→ **TASK REQUIREMENTS**
Each line in the entries below that holds the string "formatter" is to be listed.

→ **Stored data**
//! Custom tracing layers
//!
//! [`NodeContextLayer`] attaches the active node context to each new span.
//! [`jsonl_layer`] builds the JSON formatter shared by console and file
//! output.

use tracing::{Subscriber, span};
use tracing_subscriber::fmt::MakeWriter;
use tracing_subscriber::fmt::format::{Format, Json, JsonFields};
use tracing_subscriber::layer::{Context, Layer};
use tracing_subscriber::registry::{LookupSpan, SpanRef};

use crate::config::JsonlConfig;
use crate::context::{NodeContextData, NodeContextGuard};

/// Layer that attaches node context to spans
///
/// When a [`NodeContextGuard`] is active, every span created on that thread
/// gets a [`NodeContextExtension`]. Spans opened outside any guard inherit
/// the extension of their parent, so work spawned by a node stays tagged.
pub struct NodeContextLayer;

impl NodeContextLayer {
    /// Create a new node context layer
    pub fn new() -> Self {
        Self
    }
}

impl Default for NodeContextLayer {
    fn default() -> Self {
        Self::new()
    }
}

/// Extension data stored on spans
#[derive(Debug, Clone)]
pub struct NodeContextExtension {
    pub data: NodeContextData,
}

impl<S> Layer<S> for NodeContextLayer
where
    S: Subscriber + for<'lookup> LookupSpan<'lookup>,
{
    fn on_new_span(&self, _attrs: &span::Attributes<'_>, id: &span::Id, ctx: Context<'_, S>) {
        let Some(span) = ctx.span(id) else {
            return;
        };
        let data = NodeContextGuard::current().or_else(|| {
            span.parent()
                .and_then(|parent| node_context_of(&parent))
        });
        if let Some(data) = data {
            span.extensions_mut().insert(NodeContextExtension { data });
        }
    }
}

/// Read the node context recorded on a span
pub fn node_context_of<'a, R>(span: &SpanRef<'a, R>) -> Option<NodeContextData>
where
    R: LookupSpan<'a>,
{
    span.extensions()
        .get::<NodeContextExtension>()
        .map(|ext| ext.data.clone())
}

/// Create a JSONL formatting layer
///
/// Configures tracing-subscriber's JSON formatter from a [`JsonlConfig`].
pub fn jsonl_layer<S, W>(
    writer: W,
    config: &JsonlConfig,
) -> tracing_subscriber::fmt::Layer<S, JsonFields, Format<Json>, W>
where
    S: Subscriber + for<'lookup> LookupSpan<'lookup>,
    W: for<'writer> MakeWriter<'writer> + 'static,
{
    tracing_subscriber::fmt::layer()
        .json()
        .with_current_span(config.include_current_span)
        .with_span_list(config.include_spans)
        .flatten_event(config.flatten_events)
        .with_file(config.include_location)
        .with_line_number(config.include_location)
        .with_thread_ids(config.include_thread_info)
        .with_thread_names(config.include_thread_info)
        .with_writer(writer)
}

→ **SOLUTION TO THE EXERCISE**
//! [`jsonl_layer`] builds the JSON formatter shared by console and file
/// Configures tracing-subscriber's JSON formatter from a [`JsonlConfig`].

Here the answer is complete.